These groups are requesting that governments either put in place better data protection policies or abandon its COVID-19 contact-tracing app altogether. Privacy advocates are concerned that track and trace proposals do not have sufficiently strong safeguards for the sensitive health data. Such data will be collected for potentially millions of people.
To highlight these concerns, the campaign groups has flagged a concern with the app with Information Commissioner’s Office watchdog, which oversees privacy concerns, as The Daily Telegraph has reported.

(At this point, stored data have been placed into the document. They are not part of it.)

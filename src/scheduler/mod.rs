//! Periodic and on-demand clustering runs.

pub mod engine;
pub mod history;

// Re-export common types
pub use self::engine::{run_scheduler_loop, RunTrigger};
pub use self::history::{RunRecord, RunStatus};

Commenting on the app and the privacy issues, Youngjin Yoo Project lead of Sharetrace and Faculty Director of xLab, Case Western Reserve University and WBS Distinguished Professor for Research Environment Warwick Business School, UK tells Digital Journal: “This challenge from the Open Rights Group to the NHS’s track and trace programme shows that the British public will not ignore their privacy being intruded upon.”

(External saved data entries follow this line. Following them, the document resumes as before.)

#[cfg(test)]
mod tests {
    use super::*;
    use crate::model::fixtures::{north_of, report};
    use crate::model::{Report, Severity};

    fn params(eps_km: f64, min_points: usize) -> ClusterParams {
        ClusterParams {
            eps_km,
            min_points,
            radius_margin: 0.1,
        }
    }

    fn index_of(reports: &[Report]) -> SpatialIndex {
        let mut index = SpatialIndex::new();
        for r in reports {
            index.insert(r.clone());
        }
        index
    }

    fn tight_group(lat: f64, lng: f64, n: usize) -> Vec<Report> {
        (0..n)
            .map(|i| report(north_of(lat, 0.2 * i as f64), lng, Severity::High, 0.8))
            .collect()
    }

    #[test]
    fn test_empty_index_yields_no_clusters() {
        let result = Clusterer::new(params(2.0, 3)).run(&SpatialIndex::new()).unwrap();
        assert!(result.clusters.is_empty());
        assert!(result.noise.is_empty());
    }

    #[test]
    fn test_single_critical_report_is_noise() {
        let r = report(10.0, 80.0, Severity::Critical, 1.0);
        let result = Clusterer::new(params(2.0, 3)).run(&index_of(&[r.clone()])).unwrap();
        assert!(result.clusters.is_empty());
        assert_eq!(result.noise, vec![r.id]);
    }

    #[test]
    fn test_tight_group_forms_one_cluster() {
        let group = tight_group(10.0, 80.0, 5);
        let result = Clusterer::new(params(2.0, 3)).run(&index_of(&group)).unwrap();
        assert_eq!(result.clusters.len(), 1);
        assert_eq!(result.clusters[0].len(), 5);
        assert!(result.noise.is_empty());
    }

    #[test]
    fn test_distant_pair_is_noise() {
        let a = report(10.0, 80.0, Severity::High, 0.8);
        let b = report(north_of(10.0, 50.0), 80.0, Severity::High, 0.8);
        let result = Clusterer::new(params(2.0, 3)).run(&index_of(&[a, b])).unwrap();
        assert!(result.clusters.is_empty());
        assert_eq!(result.noise.len(), 2);
    }

    #[test]
    fn test_separate_groups_form_separate_clusters() {
        let mut reports = tight_group(10.0, 80.0, 4);
        reports.extend(tight_group(12.0, 80.0, 3));
        let result = Clusterer::new(params(2.0, 3)).run(&index_of(&reports)).unwrap();
        assert_eq!(result.clusters.len(), 2);
        let sizes: BTreeSet<usize> = result.clusters.iter().map(|c| c.len()).collect();
        assert_eq!(sizes, BTreeSet::from([3, 4]));
    }

    #[test]
    fn test_border_point_joins_cluster() {
        // Three reports packed together plus one 1.9 km away: the outlier has
        // only two neighbours (itself and the nearest core) but is absorbed.
        let mut reports = tight_group(10.0, 80.0, 3);
        let border = report(north_of(10.0, 0.4 + 1.9), 80.0, Severity::Low, 0.3);
        reports.push(border.clone());
        let result = Clusterer::new(params(2.0, 3)).run(&index_of(&reports)).unwrap();
        assert_eq!(result.clusters.len(), 1);
        assert!(result.clusters[0].member_report_ids.contains(&border.id));
    }

    #[test]
    fn test_core_that_loses_its_border_becomes_noise() {
        // Offsets in km along one meridian, eps 1 km, min_points 4.
        // The core at 0.0 reaches 0.9 but the core at 1.5 is nearer to it,
        // leaving {-0.9, -0.8, 0.0}: one short of a cluster.
        let at = |km: f64| report(north_of(10.0, km), 80.0, Severity::High, 0.8);
        let stranded: Vec<Report> = [-0.9, -0.8, 0.0].into_iter().map(at).collect();
        let dense: Vec<Report> = [0.9, 1.5, 2.0, 2.1, 2.2].into_iter().map(at).collect();
        let mut reports = stranded.clone();
        reports.extend(dense.iter().cloned());

        let result = Clusterer::new(params(1.0, 4)).run(&index_of(&reports)).unwrap();
        assert_eq!(result.clusters.len(), 1);
        let expected: BTreeSet<Uuid> = dense.iter().map(|r| r.id).collect();
        assert_eq!(result.clusters[0].member_report_ids, expected);
        let mut noise: Vec<Uuid> = stranded.iter().map(|r| r.id).collect();
        noise.sort();
        let mut got = result.noise.clone();
        got.sort();
        assert_eq!(got, noise);
    }

    #[test]
    fn test_every_member_within_radius() {
        let mut reports = tight_group(10.0, 80.0, 6);
        reports.push(report(10.001, 80.01, Severity::Medium, 0.4));
        let index = index_of(&reports);
        let result = Clusterer::new(params(2.0, 3)).run(&index).unwrap();
        for cluster in &result.clusters {
            for id in &cluster.member_report_ids {
                let loc = index.get(id).unwrap().location();
                assert!(cluster.centroid.haversine_km(&loc) <= cluster.radius_km);
            }
        }
    }

    #[test]
    fn test_no_cluster_below_min_points() {
        let mut reports = tight_group(10.0, 80.0, 2);
        reports.extend(tight_group(20.0, 80.0, 5));
        let result = Clusterer::new(params(2.0, 4)).run(&index_of(&reports)).unwrap();
        assert!(result.clusters.iter().all(|c| c.len() >= 4));
        assert_eq!(result.clusters.len(), 1);
    }

    #[test]
    fn test_partition_is_insertion_order_invariant() {
        // Two dense groups with a border report reachable from both; it must
        // land with its nearest core point whichever group is found first.
        let at = |km: f64| report(north_of(10.0, km), 80.0, Severity::Medium, 0.6);
        let group_a: Vec<Report> = [0.0, -0.5, -1.0, -1.5].iter().map(|k| at(*k)).collect();
        let group_b: Vec<Report> = [3.6, 4.1, 4.6, 5.1].iter().map(|k| at(*k)).collect();
        let border = at(1.7);
        let loner = report(10.0, 80.05, Severity::Low, 0.5);

        let mut reports = Vec::new();
        reports.extend(group_a.iter().cloned());
        reports.extend(group_b.iter().cloned());
        reports.push(border.clone());
        reports.push(loner.clone());

        let clusterer = Clusterer::new(params(2.0, 4));
        let forward = clusterer.run(&index_of(&reports)).unwrap();

        let mut reversed = reports.clone();
        reversed.reverse();
        let backward = clusterer.run(&index_of(&reversed)).unwrap();

        let mut rotated = reports.clone();
        rotated.rotate_left(5);
        let rotated = clusterer.run(&index_of(&rotated)).unwrap();

        let members = |c: &Clustering| -> Vec<BTreeSet<Uuid>> {
            c.clusters.iter().map(|x| x.member_report_ids.clone()).collect()
        };
        assert_eq!(forward.clusters.len(), 2);
        assert_eq!(members(&forward), members(&backward));
        assert_eq!(members(&forward), members(&rotated));
        assert_eq!(forward.noise, vec![loner.id]);
        assert_eq!(forward.noise, backward.noise);

        let with_border = forward
            .clusters
            .iter()
            .find(|c| c.member_report_ids.contains(&border.id))
            .unwrap();
        assert!(with_border.member_report_ids.contains(&group_a[0].id));
        assert_eq!(with_border.len(), 5);
    }

    #[test]
    fn test_identical_coordinates_have_zero_radius() {
        let reports: Vec<Report> = (0..3)
            .map(|_| report(10.0, 80.0, Severity::High, 0.8))
            .collect();
        let result = Clusterer::new(params(2.0, 3)).run(&index_of(&reports)).unwrap();
        assert_eq!(result.clusters.len(), 1);
        assert_eq!(result.clusters[0].radius_km, 0.0);
    }

    #[test]
    fn test_centroid_across_antimeridian() {
        let points = [GeoPoint::new(0.0, 179.9), GeoPoint::new(0.0, -179.9)];
        let c = mean_centroid(&points);
        assert!((c.longitude.abs() - 180.0).abs() < 1e-9);
    }

    #[test]
    fn test_invalid_params_rejected() {
        let err = Clusterer::new(params(0.0, 3)).run(&SpatialIndex::new());
        assert!(matches!(err, Err(ClusterError::InvariantViolation(_))));
    }
}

What the government needs to do, according to Professor Yoo, is to build consent: “Gaining the public’s trust by ensuring that their privacy is protected now, and in the future, is vital for the NHSX app to be successful when it does eventually launch. The contact tracing app has been widely claimed to be a cornerstone of the government’s plan to ease lockdown measures.”
He adds that: “If we do not develop the right infrastructure that allows users to control their data we risk throwing away a valuable tool that could help many people. There are other options available to the government, just because this was the first iteration of the app the government chose does not mean they cannot change to a better system now.”